Phospholipids as multifunctional material to treat fibrosis and inflammation

The treatment of fibrosis and inflammation is hindered by the complex nature of these conditions, making it challenging to develop targeted and effective interventions. To address this unmet clinical need, our research group tailored lipid-based drug delivery strategies for treating various fibrotic and inflammatory pathologies. 

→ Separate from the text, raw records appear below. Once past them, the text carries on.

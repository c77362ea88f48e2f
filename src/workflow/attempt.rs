//! 单次调用执行器
//!
//! 执行一次有时限的上游调用，并把结果归类为 `AttemptOutcome`

use std::sync::Arc;
use std::time::Duration;
use tokio::time::timeout;
use tracing::debug;

use crate::services::Answerer;

/// 单次调用的结果
#[derive(Debug, Clone, PartialEq, Eq)]
pub enum AttemptOutcome {
    /// 成功，文本已去除首尾空白
    Success(String),
    /// 超过单次调用时限
    TimedOut,
    /// 配额耗尽 / 服务暂不可用，可以等待后重试
    Transient(String),
    /// 其他错误，不重试
    Fatal(String),
}

impl AttemptOutcome {
    /// 用于日志的简短名称
    pub fn label(&self) -> &'static str {
        match self {
            AttemptOutcome::Success(_) => "成功",
            AttemptOutcome::TimedOut => "超时",
            AttemptOutcome::Transient(_) => "限流/暂不可用",
            AttemptOutcome::Fatal(_) => "致命错误",
        }
    }
}

/// 单次调用执行器
///
/// 不修改限流状态，也不计算重试次数。
#[derive(Clone)]
pub struct AttemptRunner {
    answerer: Arc<dyn Answerer>,
    timeout: Duration,
}

impl AttemptRunner {
    pub fn new(answerer: Arc<dyn Answerer>, timeout: Duration) -> Self {
        Self { answerer, timeout }
    }

    pub fn timeout(&self) -> Duration {
        self.timeout
    }

    /// 执行一次调用
    ///
    /// 超时后内部的 future 会被直接丢弃，底层请求随之取消，不会在后台继续运行。
    pub async fn run(&self, query: &str) -> AttemptOutcome {
        match timeout(self.timeout, self.answerer.ask(query)).await {
            Ok(Ok(text)) => AttemptOutcome::Success(text.trim().to_string()),
            Ok(Err(e)) if e.is_transient() => {
                debug!("上游暂时性错误 ({:?}): {}", e.kind, e.message);
                AttemptOutcome::Transient(e.message)
            }
            Ok(Err(e)) => AttemptOutcome::Fatal(e.message),
            Err(_) => AttemptOutcome::TimedOut,
        }
    }
}
//! 退避策略
//!
//! 纯函数：相同的结果类别和尝试序号总是得到相同的等待时间

use std::time::Duration;

use crate::config::DispatchConfig;
use crate::workflow::attempt::AttemptOutcome;

/// 退避策略
///
/// - 超时：固定等待 `timeout_backoff`
/// - 限流/暂不可用：线性退避 `transient_base * (attempt_index + 1)`
/// - 致命错误：不重试
#[derive(Debug, Clone, Copy, PartialEq, Eq)]
pub struct BackoffPolicy {
    pub timeout_backoff: Duration,
    pub transient_base: Duration,
}

impl Default for BackoffPolicy {
    fn default() -> Self {
        Self::from_config(&DispatchConfig::default())
    }
}

impl BackoffPolicy {
    pub fn from_config(config: &DispatchConfig) -> Self {
        Self {
            timeout_backoff: config.timeout_backoff,
            transient_base: config.transient_backoff_base,
        }
    }

    /// 计算下一次重试前的等待时间，`None` 表示不再重试
    ///
    /// `attempt_index` 为刚刚失败的那次尝试的序号（从 0 开始）。
    pub fn next_delay(&self, outcome: &AttemptOutcome, attempt_index: usize) -> Option<Duration> {
        match outcome {
            AttemptOutcome::TimedOut => Some(self.timeout_backoff),
            AttemptOutcome::Transient(_) => {
                let factor = u32::try_from(attempt_index + 1).unwrap_or(u32::MAX);
                Some(self.transient_base.saturating_mul(factor))
            }
            AttemptOutcome::Fatal(_) | AttemptOutcome::Success(_) => None,
        }
    }
}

We showed that bioactive polyenylphosphatidylcholines (PPCs) can revert activated, profibrogenic hepatic stellate cells (HSC) to a deactivated, quiescent-like status [1] and that the antifibrotic features of our PPC treatments can be transferred from the parent cells to resulting extracellular vesicles [2]. We also demonstrated that PPC-rich phosphatidylcholine can be combined with vitamin E and water to create a lipid mesophase-based ink suitable to produce 3D-printed tablets (printlets) [3]. These printlets remain intact in acidic conditions but disintegrate upon contact with intestinal fluids, enhancing the solubility of drugs without compromising the viability and permeability of intestinal epithelial cells. 

We revealed that the controlled aggregation of negatively charged liposomes enhances the lubrication properties of the resulting liposomal depots. These findings pave the way for a novel local treatment of osteoarthritis, a debilitating chronic joint disease characterized by degradation of articular cartilage, synovial fibrosis, and low-grade inflammation [4]. 

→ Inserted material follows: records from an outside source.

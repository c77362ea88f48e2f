pub mod loaders;
pub mod question;

pub use loaders::{load_batch_request, write_batch_response};
pub use question::{Answer, BatchRequest, BatchResponse, Question};
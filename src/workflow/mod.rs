pub mod attempt;
pub mod backoff;
pub mod question_ctx;
pub mod retry_loop;

pub use attempt::{AttemptOutcome, AttemptRunner};
pub use backoff::BackoffPolicy;
pub use question_ctx::QuestionCtx;
pub use retry_loop::{RetryLoop, TerminalError, ERROR_PREFIX};
//! 问答能力 - 业务能力层
//!
//! 只描述"把一个问题变成一段答案文本"的能力，不关心限流和重试

use async_trait::async_trait;
use regex::Regex;
use std::sync::LazyLock;

/// 上游错误的结构化类别
#[derive(Debug, Clone, Copy, PartialEq, Eq)]
pub enum AnswerErrorKind {
    /// 配额耗尽 / 429
    QuotaExhausted,
    /// 服务暂时不可用 / 503
    Unavailable,
    /// 其他错误，重试无意义
    Other,
}

/// 问答服务返回的错误
///
/// `message` 仅用于诊断和最终的错误答案，重试逻辑只看 `kind`。
#[derive(Debug, Clone, PartialEq, Eq, thiserror::Error)]
#[error("{message}")]
pub struct AnswerError {
    pub kind: AnswerErrorKind,
    pub message: String,
}

static QUOTA_PATTERN: LazyLock<Regex> =
    LazyLock::new(|| Regex::new(r"RESOURCE_EXHAUSTED|\b429\b").expect("valid regex"));
static UNAVAILABLE_PATTERN: LazyLock<Regex> =
    LazyLock::new(|| Regex::new(r"\b503\b|UNAVAILABLE").expect("valid regex"));

impl AnswerError {
    pub fn new(kind: AnswerErrorKind, message: impl Into<String>) -> Self {
        Self {
            kind,
            message: message.into(),
        }
    }

    pub fn quota_exhausted(message: impl Into<String>) -> Self {
        Self::new(AnswerErrorKind::QuotaExhausted, message)
    }

    pub fn unavailable(message: impl Into<String>) -> Self {
        Self::new(AnswerErrorKind::Unavailable, message)
    }

    pub fn other(message: impl Into<String>) -> Self {
        Self::new(AnswerErrorKind::Other, message)
    }

    /// 根据上游错误文本推断类别
    ///
    /// 只在上游无法提供结构化状态时使用。
    pub fn classify(message: impl Into<String>) -> Self {
        let message = message.into();
        let kind = if QUOTA_PATTERN.is_match(&message) {
            AnswerErrorKind::QuotaExhausted
        } else if UNAVAILABLE_PATTERN.is_match(&message) {
            AnswerErrorKind::Unavailable
        } else {
            AnswerErrorKind::Other
        };
        Self { kind, message }
    }

    /// 是否属于等待后可能恢复的错误
    pub fn is_transient(&self) -> bool {
        matches!(
            self.kind,
            AnswerErrorKind::QuotaExhausted | AnswerErrorKind::Unavailable
        )
    }
}

/// 问答服务
///
/// 由文档 / Agent 子系统提供，可能失败、卡住或被上游限流。
#[async_trait]
pub trait Answerer: Send + Sync {
    async fn ask(&self, query: &str) -> Result<String, AnswerError>;
}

Lastly, to treat peritoneal pathologies locally, we loaded liposomes with a tyrosine kinase inhibitor and incorporated the vesicles in 3D-printed μbeads [5]. This multicomposite system, designed for intraperitoneal administration, could reduce the clearance of drugs administered in the peritoneal cavity to treat post-surgical adhesions, peritoneal carcinomatosis, or peritoneal fibrosis.

References:

[1] Skorup et al. Int. J. Pharm. 2023, 646:123473.

[2] Zivko et al. Eur. J. Pharm. Biopharm. 2023, 182:32-40.

[3] Carone et al. Adv. Mater. Technol. 2024, 2301930.

[4] G. Bordon et al. J. Colloid Interface Sci. 2023, 650:1659-1670.

[5] Eugster et al. Drug Deliv. Transl. Res. 2024, 14:1567-1581.